EchoSign, acquired by Adobe in 2011, makes it possible to sign documents digitally. Since that time, the use of digital signatures has become widespread and EchoSign is being employed in a wide range of applications.
The latest version of EchoSign contains a variety of user interface improvements, including better support for tablet and mobile devices “to provide an optimized signing experience,” as well as automatic saving of documents during the signing process so that signers can complete documents across multiple sessions. The new version adds integration with Office 365 so that EchoSign users can send documents via Microsoft’s popular service. And, in an effort to ensure the security of documents requiring a digital signature, many of which contain sensitive information, EchoSign is now compliant with the Payment Card Industry Data Security Standard (PCI DSS) 3.0 changes that are going into effect in June.
One of the biggest additions in the latest release of EchoSign is a set of new APIs. According to Adobe, “New APIs and capabilities included in this release enable building deeper integrations between EchoSign and external applications. For example, you can guide your users back to your application after they complete signing an agreement. Integrations can also be built much faster by directly embedding the EchoSign user experience into your own application.”
APIs to help drive ubiquity
Digital signatures are fast moving toward a state of ubiquity. For instance, employment screening agencies are using digital signatures to speed authorizations for new employee background checks, and digital signatures are now even being used with loan and mortgage applications.

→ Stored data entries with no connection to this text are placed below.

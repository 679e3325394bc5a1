// ABOUTME: CORS middleware configuration for HTTP API endpoints
// ABOUTME: Lets the browser front end call the catalog and matcher from another origin
//
// Licensed under either of Apache License, Version 2.0 or MIT License at your option.
// Copyright ©2025 Async-IO.org

use std::time::Duration;

use fridge_core::constants::defaults;
use http::{header::HeaderName, HeaderValue, Method};
use tower_http::cors::{AllowOrigin, CorsLayer};

use crate::config::environment::ServerConfig;

/// Configure CORS settings for the recipe API
///
/// Configures cross-origin requests based on the `CORS_ALLOWED_ORIGINS`
/// environment variable. Supports both wildcard ("*") for development and
/// specific origin lists for production.
///
/// # Examples
///
/// ```bash
/// # Allow all origins (development)
/// export CORS_ALLOWED_ORIGINS="*"
///
/// # Allow specific origins (production)
/// export CORS_ALLOWED_ORIGINS="https://fridge.example.com,http://localhost:3000"
/// ```
pub fn setup_cors(config: &ServerConfig) -> CorsLayer {
    CorsLayer::new()
        .allow_origin(allow_origin(&config.cors.allowed_origins))
        .allow_headers([
            HeaderName::from_static("content-type"),
            HeaderName::from_static("accept"),
            HeaderName::from_static("x-request-id"),
        ])
        .expose_headers([HeaderName::from_static("x-request-id")])
        .allow_methods([Method::GET, Method::POST, Method::OPTIONS])
        .max_age(Duration::from_secs(defaults::CORS_MAX_AGE_SECS))
}

fn allow_origin(allowed_origins: &str) -> AllowOrigin {
    if allowed_origins.is_empty() || allowed_origins == "*" {
        return AllowOrigin::any();
    }

    let origins: Vec<HeaderValue> = allowed_origins
        .split(',')
        .filter_map(|s| {
            let trimmed = s.trim();
            if trimmed.is_empty() {
                None
            } else {
                HeaderValue::from_str(trimmed).ok()
            }
        })
        .collect();

    if origins.is_empty() {
        // Fallback to any if parsing failed
        AllowOrigin::any()
    } else {
        AllowOrigin::list(origins)
    }
}
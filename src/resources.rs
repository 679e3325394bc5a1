// ABOUTME: Shared server resources handed to every route as axum state
// ABOUTME: Holds the database pool and the resolved server configuration
//
// Licensed under either of Apache License, Version 2.0 or MIT License at your option.
// Copyright ©2025 Async-IO.org

use std::sync::Arc;

use fridge_core::errors::AppResult;

use crate::config::environment::ServerConfig;
use crate::database_plugins::factory::Database;
use crate::database_plugins::DatabaseProvider;

/// Long-lived resources shared across requests
///
/// Nothing in here is mutated after startup; the pool handles its own
/// synchronization.
#[derive(Clone)]
pub struct ServerResources {
    pub database: Database,
    pub config: Arc<ServerConfig>,
}

impl ServerResources {
    /// Bundle already-created resources
    #[must_use]
    pub fn new(database: Database, config: ServerConfig) -> Self {
        Self {
            database,
            config: Arc::new(config),
        }
    }

    /// Connect to the configured database, creating the schema when enabled
    ///
    /// # Errors
    ///
    /// Returns an error if the connection or the migration fails
    pub async fn connect(config: ServerConfig) -> AppResult<Self> {
        let database = Database::new(
            &config.database.url.to_connection_string(),
            config.database.max_connections,
        )
        .await?;
        if config.database.auto_migrate {
            database.migrate().await?;
        }
        Ok(Self::new(database, config))
    }
}
// ABOUTME: HTTP middleware for CORS, request ids and request tracing
// ABOUTME: Layers applied around every route of the recipe API
//
// Licensed under either of Apache License, Version 2.0 or MIT License at your option.
// Copyright ©2025 Async-IO.org

/// CORS configuration
pub mod cors;

/// Request id and span middleware
pub mod tracing;

pub use cors::setup_cors;
pub use self::tracing::{propagate_request_id_layer, set_request_id_layer, trace_layer, RequestSpan};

Under Adobe, EchoSign has solidified its position as one of the e-signature technology leaders and the company’s APIs will no doubt assist the company going forward. In addition, Adobe will further promote the ubiquity of e-signatures by allowing third parties to more seamlessly integrate the digital signature process into their users’ experience. As this happens, signing important documents with a keyboard and mouse could become more common than signing important documents with a pen and paper.